Mapping and measuring

To create accurate maps, latitude and longitude need to be known. Navigators had been able to work out latitude accurately for centuries by measuring the angle of the Sun or a star above the horizon with an instrument such as a backstaff or quadrant. Longitude was more difficult to measure accurately because it requires precise knowledge of the time difference between points on the surface of the Earth. Earth turns a full 360 degrees relative to the sun each day. Thus longitude corresponds to time: 15 degrees every hour, or 1 degree every 4 minutes.

Cook gathered accurate longitude measurements during his first voyage with the help of astronomer Charles Green and by using the newly published Nautical Almanac tables, via the lunar distance method — measuring the angular distance from the Moon to either the Sun during daytime or one of eight bright stars during night-time to determine the time at the Royal Observatory, Greenwich, and comparing that to his local time determined via the altitude of the Sun, Moon, or stars. On his second voyage Cook used the K1 chronometer made by Larcum Kendall. It was a copy of the H4 clock made by John Harrison, which proved to be the first to keep accurate time at sea when used on the ship Deptford's journey to Jamaica, 1761–1762.
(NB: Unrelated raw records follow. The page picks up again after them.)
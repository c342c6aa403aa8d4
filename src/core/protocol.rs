//! Wire protocol: JSON text frames plus raw binary file chunks.
//!
//! Every frame on the transport is length-prefixed:
//!
//! ```text
//! [len : u32 BE][body : len bytes]
//! ```
//!
//! `body[0]` selects the kind: `0x01` means the rest of the body is a UTF-8
//! JSON document; `0x02` means the whole body (marker included) is a file
//! chunk laid out as `[0x02][fileId : 36B ASCII][chunkIndex : u32 BE][payload]`.
//! Chunk payloads are opaque to the broker and forwarded byte-for-byte.

use bytes::{Buf, BufMut, Bytes, BytesMut};
use serde::{Deserialize, Serialize};

pub const LENGTH_FIELD_LEN: usize = 4;
pub const TEXT_MARKER: u8 = 0x01;
pub const CHUNK_MARKER: u8 = 0x02;
pub const FILE_ID_LEN: usize = 36;
/// Marker + fileId + chunkIndex. Shorter binary bodies are dropped.
pub const MIN_CHUNK_LEN: usize = 1 + FILE_ID_LEN + 4;

/// Frames a client sends to the broker.
#[derive(Debug, Clone, PartialEq, Serialize, Deserialize)]
#[serde(tag = "type", rename_all = "snake_case")]
pub enum ClientFrame {
    #[serde(rename_all = "camelCase")]
    Init {
        session_name: String,
        password: String,
        #[serde(default, skip_serializing_if = "Option::is_none")]
        user_id: Option<String>,
    },
    Subscribe {
        topic: String,
    },
    Unsubscribe {
        topic: String,
    },
    #[serde(rename_all = "camelCase")]
    Publish {
        topic: String,
        data: String,
        hash: String,
        timestamp: u64,
        message_id: String,
    },
    #[serde(rename_all = "camelCase")]
    Ack {
        topic: String,
        message_id: String,
    },
    #[serde(rename_all = "camelCase")]
    InitFile {
        topic: String,
        file_id: String,
        file_name: String,
        file_size: u64,
        total_chunks: u32,
    },
    #[serde(rename_all = "camelCase")]
    EndFile {
        topic: String,
        file_id: String,
        #[serde(default, skip_serializing_if = "Option::is_none")]
        hash: Option<String>,
    },
    #[serde(rename_all = "camelCase")]
    RegisterFcmToken {
        user_id: String,
        encrypted_data: String,
        hash: String,
    },
}

/// Frames the broker sends to a client.
#[derive(Debug, Clone, PartialEq, Serialize, Deserialize)]
#[serde(tag = "type", rename_all = "snake_case")]
pub enum ServerFrame {
    #[serde(rename_all = "camelCase")]
    InitResponse {
        success: bool,
        #[serde(default, skip_serializing_if = "Option::is_none")]
        error: Option<String>,
    },
    SubscribeResponse {
        success: bool,
        topic: String,
    },
    UnsubscribeResponse {
        success: bool,
        topic: String,
    },
    #[serde(rename_all = "camelCase")]
    PublishResponse {
        success: bool,
        #[serde(default, skip_serializing_if = "Option::is_none")]
        message_id: Option<String>,
        #[serde(default, skip_serializing_if = "Option::is_none")]
        delivered_to: Option<u32>,
        #[serde(default, skip_serializing_if = "Option::is_none")]
        error: Option<String>,
    },
    #[serde(rename_all = "camelCase")]
    Message {
        topic: String,
        data: String,
        hash: String,
        timestamp: u64,
        message_id: String,
    },
    #[serde(rename_all = "camelCase")]
    AckReceived {
        message_id: String,
    },
    /// Relay of a sender's `init_file` envelope.
    #[serde(rename_all = "camelCase")]
    InitFile {
        topic: String,
        file_id: String,
        file_name: String,
        file_size: u64,
        total_chunks: u32,
    },
    /// Relay of a sender's `end_file` envelope.
    #[serde(rename_all = "camelCase")]
    EndFile {
        topic: String,
        file_id: String,
        #[serde(default, skip_serializing_if = "Option::is_none")]
        hash: Option<String>,
    },
    FcmTokenResponse {
        success: bool,
        #[serde(default, skip_serializing_if = "Option::is_none")]
        error: Option<String>,
    },
    Error {
        error: String,
    },
}

impl ServerFrame {
    pub fn error(msg: impl Into<String>) -> Self {
        ServerFrame::Error { error: msg.into() }
    }
}

/// Header of a binary file chunk.
#[derive(Debug, Clone, PartialEq, Eq)]
pub struct ChunkHeader {
    pub file_id: String,
    pub chunk_index: u32,
}

/// Parses the fixed chunk header out of a binary frame body.
///
/// Returns `None` for bodies below the minimum length, a wrong marker, or a
/// non-ASCII fileId field; callers drop such frames silently. Trailing NUL
/// or space padding of short ids is stripped for the table lookup only.
pub fn parse_chunk_header(body: &[u8]) -> Option<ChunkHeader> {
    if body.len() < MIN_CHUNK_LEN || body[0] != CHUNK_MARKER {
        return None;
    }
    let id_bytes = &body[1..1 + FILE_ID_LEN];
    if !id_bytes.is_ascii() {
        return None;
    }
    let file_id = std::str::from_utf8(id_bytes)
        .ok()?
        .trim_end_matches(['\0', ' '])
        .to_string();
    if file_id.is_empty() {
        return None;
    }
    let mut index_bytes = &body[1 + FILE_ID_LEN..MIN_CHUNK_LEN];
    let chunk_index = index_bytes.get_u32();
    Some(ChunkHeader {
        file_id,
        chunk_index,
    })
}

/// Encodes a server frame into a complete wire frame: `[len][0x01][json]`.
pub fn server_frame_to_wire(frame: &ServerFrame) -> Bytes {
    let json = serde_json::to_vec(frame).expect("server frame serialization cannot fail");
    let mut buf = BytesMut::with_capacity(LENGTH_FIELD_LEN + 1 + json.len());
    buf.put_u32((1 + json.len()) as u32);
    buf.put_u8(TEXT_MARKER);
    buf.put_slice(&json);
    buf.freeze()
}

/// Encodes a client frame into a complete wire frame (client side / tests).
pub fn client_frame_to_wire(frame: &ClientFrame) -> Bytes {
    let json = serde_json::to_vec(frame).expect("client frame serialization cannot fail");
    let mut buf = BytesMut::with_capacity(LENGTH_FIELD_LEN + 1 + json.len());
    buf.put_u32((1 + json.len()) as u32);
    buf.put_u8(TEXT_MARKER);
    buf.put_slice(&json);
    buf.freeze()
}

/// Wraps an already-built binary chunk body (starting with `0x02`) into a
/// wire frame. The body is forwarded without modification.
pub fn chunk_to_wire(body: &[u8]) -> Bytes {
    let mut buf = BytesMut::with_capacity(LENGTH_FIELD_LEN + body.len());
    buf.put_u32(body.len() as u32);
    buf.put_slice(body);
    buf.freeze()
}

/// Builds a chunk body from its parts (client side / tests).
pub fn build_chunk_body(file_id: &str, chunk_index: u32, payload: &[u8]) -> Bytes {
    let mut id = [0u8; FILE_ID_LEN];
    let id_bytes = file_id.as_bytes();
    let n = id_bytes.len().min(FILE_ID_LEN);
    id[..n].copy_from_slice(&id_bytes[..n]);

    let mut buf = BytesMut::with_capacity(MIN_CHUNK_LEN + payload.len());
    buf.put_u8(CHUNK_MARKER);
    buf.put_slice(&id);
    buf.put_u32(chunk_index);
    buf.put_slice(payload);
    buf.freeze()
}

pub fn parse_client_frame(json: &[u8]) -> Result<ClientFrame, serde_json::Error> {
    serde_json::from_slice(json)
}

pub fn parse_server_frame(json: &[u8]) -> Result<ServerFrame, serde_json::Error> {
    serde_json::from_slice(json)
}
Scientific Surveys in Central America and the Pacific

Alexander von Humboldt (1799–1804)

Alexander von Humboldt's Latin American expedition

Between 1799 and 1804, Baron Alexander von Humboldt a German naturalist and explorer, traveled extensively in Spanish America, under the protection of king Charles IV of Spain. Humboldt intended to investigate how the forces of nature interact with one another and find out about the unity of nature. His expedition may be regarded as having laid the foundation of the sciences of physical geography and meteorology, exploring and describing for the first time in a manner generally considered to be a modern scientific point of view.

As a consequence of his explorations, von Humboldt described many geographical features and species of life that were hitherto unknown to Europeans and his quantitative work on botanical geography was foundational to the field of biogeography. By his delineation of "isothermal lines", in 1817 he devised the means of comparing the climatic conditions of various countries, and to the detection of the more complicated law governing atmospheric disturbances in higher latitudes; he discovered the decrease in intensity of Earth's magnetic field from the poles to the equator. His attentive study of the volcanoes of the New World, showed that they fell naturally into linear groups, presumably corresponding with vast subterranean fissures, and he demonstrated the igneous origin of rocks. He was one of the first to propose that the lands bordering the Atlantic Ocean were once joined (South America and Africa in particular). The details and findings of Humboldt's journey were published in a set of 30 volumes over 21 years, his Personal Narrative of Travels to the Equatorial Regions of the New Continent. Later, his five-volume work, Cosmos: A Sketch for a Physical Description of the Universe (1845), attempted to unify the various branches of scientific knowledge.

Darwin and the second voyage of HMS Beagle (1831–1836)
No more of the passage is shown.